From my experience, there are several reasons why operational leaders delay the implementation of WFM teams:
- Lack of Awareness: Many leaders are unaware that an industry like WFM exists. This is understandable as WFM is a niche field.
- Perception of Higher Priorities: Without knowledge of WFM, leaders are often overwhelmed with initial high-priority tasks such as implementing communication platforms, creating processes and workflows for transactions, initial onboarding plans for the first hires, and the first iteration of the organizational structure.
- "Can-Do" Attitude: This commendable attitude sees original operational leaders accomplishing much in the beginning stages of setting up the contact center, leading them to believe they can handle all tasks required to optimize the center.
- Limited Budget or Over-Indexing of Expenses: Sometimes, the leadership team has a limited budget for shared services departments, or they over-index their operating expenses in hiring frontline workers and operational leaders.
These reasons are entirely valid for delaying or neglecting the creation of a WFM team at the genesis of a customer experience department. In fact, until a contact center reaches a certain level of complexity and scale, funding a full-time WFM team may not be necessary.
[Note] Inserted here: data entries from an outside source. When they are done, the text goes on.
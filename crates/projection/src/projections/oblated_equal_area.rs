//! Oblated Equal Area on the sphere.
//!
//! Slots 2 and 3 are the oval shape parameters `m` and `n`, slot 8 the
//! rotation angle (packed DMS). Slots 4 and 5 give the center.

use crate::error::{ProjResult, ProjectionError};
use crate::params::Common;
use crate::util::adjust_lon;

#[derive(Debug, Clone)]
pub struct OblatedEqualArea {
    radius: f64,
    center_lon: f64,
    false_easting: f64,
    false_northing: f64,
    m: f64,
    n: f64,
    theta: f64,
    sin_lat_o: f64,
    cos_lat_o: f64,
}

impl OblatedEqualArea {
    pub(crate) fn new(common: &Common) -> ProjResult<Self> {
        let (m, n) = (common.raw[2], common.raw[3]);
        if m == 0.0 || n == 0.0 {
            return Err(ProjectionError::invalid(301));
        }
        let (sin_lat_o, cos_lat_o) = common.center_lat.sin_cos();
        Ok(Self {
            radius: common.radius(),
            center_lon: common.center_lon,
            false_easting: common.false_easting,
            false_northing: common.false_northing,
            m,
            n,
            theta: common.angle(8)?,
            sin_lat_o,
            cos_lat_o,
        })
    }

    pub(crate) fn forward(&self, lon: f64, lat: f64) -> ProjResult<(f64, f64)> {
        let (m, n, r) = (self.m, self.n, self.radius);
        let dlon = lon - self.center_lon;
        let (sin_lat, cos_lat) = lat.sin_cos();
        let (sin_dlon, cos_dlon) = dlon.sin_cos();

        let z = (self.sin_lat_o * sin_lat + self.cos_lat_o * cos_lat * cos_dlon)
            .clamp(-1.0, 1.0)
            .acos();
        let az = (cos_lat * sin_dlon)
            .atan2(self.cos_lat_o * sin_lat - self.sin_lat_o * cos_lat * cos_dlon)
            + self.theta;
        let (sin_az, cos_az) = az.sin_cos();
        let temp = 2.0 * (z / 2.0).sin();
        let x_prime = temp * sin_az;
        let y_prime = temp * cos_az;

        let big_m = (x_prime / 2.0).asin();
        let big_n = (y_prime / 2.0 * big_m.cos() / (2.0 * big_m / m).cos()).asin();

        let x = m * r * (2.0 * big_m / m).sin() * big_n.cos() / (2.0 * big_n / n).cos();
        let y = n * r * (2.0 * big_n / n).sin();
        Ok((x + self.false_easting, y + self.false_northing))
    }

    pub(crate) fn inverse(&self, x: f64, y: f64) -> ProjResult<(f64, f64)> {
        let (m, n, r) = (self.m, self.n, self.radius);
        let x = x - self.false_easting;
        let y = y - self.false_northing;

        let big_n = (n / 2.0) * (y / (n * r)).asin();
        let temp = x / (m * r) * (2.0 * big_n / n).cos() / big_n.cos();
        let big_m = (m / 2.0) * temp.asin();
        let x_prime = 2.0 * big_m.sin();
        let y_prime = 2.0 * big_n.sin() * (2.0 * big_m / m).cos() / big_m.cos();

        let z = 2.0 * ((x_prime * x_prime + y_prime * y_prime).sqrt() / 2.0).asin();
        let az = x_prime.atan2(y_prime);
        let (sin_diff, cos_diff) = (az - self.theta).sin_cos();
        let (sin_z, cos_z) = z.sin_cos();

        let lat = (self.sin_lat_o * cos_z + self.cos_lat_o * sin_z * cos_diff).asin();
        let lon = adjust_lon(
            self.center_lon
                + (sin_z * sin_diff).atan2(self.cos_lat_o * cos_z - self.sin_lat_o * sin_z * cos_diff),
        );
        if lat.is_nan() || lon.is_nan() {
            return Err(ProjectionError::domain(302));
        }
        Ok((lon, lat))
    }
}

#[cfg(test)]
mod tests {
    use super::*;
    use crate::constants::{ProjCode, D2R};
    use crate::params::ProjectionSpec;

    #[test]
    fn test_round_trip_with_false_origin() {
        let spec = ProjectionSpec::new(ProjCode::OblatedEqualArea)
            .with_param(2, 2.0)
            .with_param(3, 1.0)
            .with_param(5, 30_000_000.0)
            .with_param(6, 1000.0)
            .with_param(7, -2000.0);
        let proj = OblatedEqualArea::new(&Common::load(&spec).unwrap()).unwrap();

        let (x, y) = proj.forward(0.0, 30.0 * D2R).unwrap();
        assert!((x - 1000.0).abs() < 1e-6);
        assert!((y + 2000.0).abs() < 1e-6);

        let (x, y) = proj.forward(10.0 * D2R, 35.0 * D2R).unwrap();
        let (lon, lat) = proj.inverse(x, y).unwrap();
        assert!((lon / D2R - 10.0).abs() < 1e-7);
        assert!((lat / D2R - 35.0).abs() < 1e-7);
    }

    #[test]
    fn test_zero_shape_rejected() {
        let spec = ProjectionSpec::new(ProjCode::OblatedEqualArea).with_param(2, 0.0);
        assert!(OblatedEqualArea::new(&Common::load(&spec).unwrap()).is_err());
    }
}
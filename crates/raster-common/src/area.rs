//! Inclusive rectangles in pixel or projected space.
//!
//! Pixel space puts column in `x` and row in `y` with rows growing
//! downward, so a pixel area has `ul.y <= lr.y`. Projected space has `y`
//! growing northward, so a projected area has `ul.y >= lr.y`. Code that
//! needs rows counted upward goes through [`Area::flip_rows`] rather than
//! negating coordinates inline.

use serde::{Deserialize, Serialize};
use std::fmt;

use crate::{Coordinate, Unit};

/// Marker used for the invalid-area sentinel.
const INVALID: f64 = -1.0;

#[derive(Debug, Clone, Copy, PartialEq, Serialize, Deserialize)]
pub struct Area {
    pub ul: Coordinate,
    pub lr: Coordinate,
    pub unit: Unit,
}

impl Area {
    pub fn new(ul: Coordinate, lr: Coordinate) -> Self {
        Self {
            ul,
            lr,
            unit: ul.unit,
        }
    }

    /// Pixel-space area spanning `first_column..=last_column` and
    /// `first_row..=last_row`.
    pub fn pixels(first_column: u64, first_row: u64, last_column: u64, last_row: u64) -> Self {
        Self::new(
            Coordinate::pixel(first_column as f64, first_row as f64),
            Coordinate::pixel(last_column as f64, last_row as f64),
        )
    }

    /// Projected area from its upper-left and lower-right corners.
    pub fn projected(ul_x: f64, ul_y: f64, lr_x: f64, lr_y: f64, unit: Unit) -> Self {
        Self::new(
            Coordinate::new(ul_x, ul_y, unit),
            Coordinate::new(lr_x, lr_y, unit),
        )
    }

    /// The "no valid mapping" sentinel.
    pub fn invalid() -> Self {
        Self::new(
            Coordinate::pixel(INVALID, INVALID),
            Coordinate::pixel(INVALID, INVALID),
        )
    }

    pub fn is_invalid(&self) -> bool {
        self.ul.x == INVALID && self.lr.x == INVALID
    }

    /// Number of pixel rows covered (inclusive bounds).
    pub fn row_count(&self) -> u64 {
        span(self.ul.y, self.lr.y)
    }

    /// Number of pixel columns covered (inclusive bounds).
    pub fn column_count(&self) -> u64 {
        span(self.ul.x, self.lr.x)
    }

    pub fn pixel_count(&self) -> u64 {
        self.row_count() * self.column_count()
    }

    pub fn first_row(&self) -> u64 {
        self.ul.y.max(0.0) as u64
    }

    pub fn last_row(&self) -> u64 {
        self.lr.y.max(0.0) as u64
    }

    pub fn first_column(&self) -> u64 {
        self.ul.x.max(0.0) as u64
    }

    pub fn last_column(&self) -> u64 {
        self.lr.x.max(0.0) as u64
    }

    /// True if the pixel at (`column`, `row`) lies inside this pixel area.
    pub fn contains_pixel(&self, column: u64, row: u64) -> bool {
        let (c, r) = (column as f64, row as f64);
        c >= self.ul.x && c <= self.lr.x && r >= self.ul.y && r <= self.lr.y
    }

    /// True if two pixel areas share at least one pixel.
    pub fn intersects(&self, other: &Area) -> bool {
        self.ul.x <= other.lr.x
            && other.ul.x <= self.lr.x
            && self.ul.y <= other.lr.y
            && other.ul.y <= self.lr.y
    }

    /// Convert a pixel area between the row-down and row-up conventions
    /// for a raster with `row_count` rows. Applying it twice is the
    /// identity.
    pub fn flip_rows(&self, row_count: u64) -> Self {
        let mut flipped = *self;
        flipped.ul.y = flip_row(self.ul.y, row_count);
        flipped.lr.y = flip_row(self.lr.y, row_count);
        flipped
    }

    /// Shift a pixel area by whole pixels.
    pub fn translate(&self, columns: f64, rows: f64) -> Self {
        let mut moved = *self;
        moved.ul.x += columns;
        moved.lr.x += columns;
        moved.ul.y += rows;
        moved.lr.y += rows;
        moved
    }
}

/// Row index in the opposite vertical convention.
pub fn flip_row(row: f64, row_count: u64) -> f64 {
    row_count as f64 - 1.0 - row
}

fn span(a: f64, b: f64) -> u64 {
    if b < a {
        0
    } else {
        (b - a) as u64 + 1
    }
}

impl fmt::Display for Area {
    fn fmt(&self, f: &mut fmt::Formatter<'_>) -> fmt::Result {
        write!(
            f,
            "[({}, {}) - ({}, {})]",
            self.ul.x, self.ul.y, self.lr.x, self.lr.y
        )
    }
}

#[cfg(test)]
mod tests {
    use super::*;

    #[test]
    fn test_pixel_counts_are_inclusive() {
        let area = Area::pixels(0, 0, 9, 4);
        assert_eq!(area.column_count(), 10);
        assert_eq!(area.row_count(), 5);
        assert_eq!(area.pixel_count(), 50);

        let single = Area::pixels(3, 3, 3, 3);
        assert_eq!(single.pixel_count(), 1);
    }

    #[test]
    fn test_invalid_sentinel() {
        assert!(Area::invalid().is_invalid());
        assert!(!Area::pixels(0, 0, 1, 1).is_invalid());
    }

    #[test]
    fn test_flip_rows_is_involution() {
        let area = Area::pixels(2, 1, 5, 3);
        let flipped = area.flip_rows(10);
        assert_eq!(flipped.ul.y, 8.0);
        assert_eq!(flipped.lr.y, 6.0);
        assert_eq!(flipped.flip_rows(10), area);
    }

    #[test]
    fn test_intersects_and_contains() {
        let a = Area::pixels(0, 0, 4, 4);
        let b = Area::pixels(4, 4, 8, 8);
        let c = Area::pixels(5, 0, 8, 3);

        assert!(a.intersects(&b));
        assert!(!a.intersects(&c));
        assert!(a.contains_pixel(4, 0));
        assert!(!a.contains_pixel(5, 0));
    }
}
However, I strongly believe that a leadership team starting a contact center should consider contracting an experienced workforce management professional. This professional can provide guidance on forecasting, capacity planning, and creating optimal schedules from the outset. By obtaining the right advice early on, workforce management can help right-size the contact center and set up a plan for optimally growing the frontline staff as the business scales. Additionally, the WFM professional can help implement a WFM tool, providing leaders with insights into staff productivity, educating frontline leaders on core contact center metrics, and setting targets to improve operational efficiency. Lastly, the WFM professional can offer strategic guidance on how the frontline staff should evolve as the business scales and incorporates additional product lines or customer communication channels.
From my experience, when I join an organization, I often find that these crucial strategical items have either not been completed or have been incorrectly implemented for years. This leads to significant opportunity costs for the contact center, sometimes amounting to millions of dollars in operating expenses. Furthermore, countless hours spent by operational leaders on creating and re-creating optimization plans could have been better spent on coaching and performance managing frontline staff and leaders.
Let's spread the word to all customer success, experience, and service leaders starting or recently started a contact center: find a WFM professional to help optimize from the start, reducing financial and emotional opportunity costs!